TEL AVIV (Reuters) - The Israeli government will demand that El Al Israel Airlines ELAL.TA carries out an overhaul, including layoffs, before agreeing to throw a lifeline to the cash-strapped airline, officials said on Sunday.
El Al, Israel’s flag carrier, is seeking state-backed loans of $400 million to help it through the coronavirus crisis, as foreigners are barred from entering the country and incoming Israelis must enter quarantine.
The airline suspended passenger flights until at least the end of May while about 6,000 of its workers are on unpaid leave until June 30.
However the government argues the airline’s problems, including a bloated workforce, high salaries and a weak balance sheet, began well before the COVID-19 outbreak.
Cabinet ministers and senior finance ministry officials drafted a plan late into Sunday that would help them feel confident the company would be able to repay a loan.
The next step is to present the proposal to the airline, according to a ministry spokesman.

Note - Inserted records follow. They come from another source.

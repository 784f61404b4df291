// SPDX-License-Identifier: Apache-2.0 OR MIT
// Copyright (c) 2025-2026 naskel.com

//! Inbound acknowledgment message.

use crate::ack::AckId;
use serde::{Deserialize, Serialize};

/// Verdict carried by an ack, encoded as an `i32` on the wire.
#[derive(Debug, Clone, Copy, PartialEq, Eq, Hash, Default, Serialize, Deserialize)]
#[serde(try_from = "i32", into = "i32")]
#[repr(i32)]
pub enum AckStatus {
    /// Operation applied / entity exists
    #[default]
    Ok = 1,
    /// Target entity does not exist
    NotExist = 2,
    /// Service side gave up waiting
    Timeout = 3,
}

impl TryFrom<i32> for AckStatus {
    type Error = String;

    fn try_from(value: i32) -> Result<Self, Self::Error> {
        match value {
            1 => Ok(Self::Ok),
            2 => Ok(Self::NotExist),
            3 => Ok(Self::Timeout),
            other => Err(format!("unknown ack status {}", other)),
        }
    }
}

impl From<AckStatus> for i32 {
    fn from(status: AckStatus) -> Self {
        status as i32
    }
}

/// Acknowledgment for a previously sent ackable message.
#[derive(Debug, Clone, PartialEq, Eq, Serialize, Deserialize)]
#[serde(rename_all = "camelCase")]
pub struct AckMessage {
    pub ack_id: AckId,
    pub status: AckStatus,
    #[serde(default, skip_serializing_if = "Option::is_none")]
    pub message: Option<String>,
}

impl AckMessage {
    pub fn new(ack_id: AckId, status: AckStatus) -> Self {
        Self {
            ack_id,
            status,
            message: None,
        }
    }

    /// Attach a diagnostic message.
    pub fn with_message(mut self, message: impl Into<String>) -> Self {
        self.message = Some(message.into());
        self
    }
}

El Al declined to comment.
One source close to the talks said the government demands included a cash injection into the airline of 100 million shekels ($28.5 million) by its main shareholders, a commitment to reduce its workforce, and also the state receiving a stake in the company.
El Al's biggest shareholder is Knafaim Holdings KNFM.TA, which is controlled by one family. Knafaim could not be immediately reach for comment.
Workers opposing layoffs held a protest outside the ministry on Sunday.
El Al has presented its own plan that includes an unknown number of layoffs, according to the ministry. Any layoffs would require approval by the airline’s union, but this is yet to happen, an El Al spokesman said earlier in the day.
A spokesman for Finance Minister Moshe Kahlon rejected Israeli media reports that the minister was considering dissolving El Al, which has twice delayed publishing fourth-quarter financial results.
The airline said last month it was in advanced talks with an Israeli bank to receive a loan that will be partly backed by government guarantees.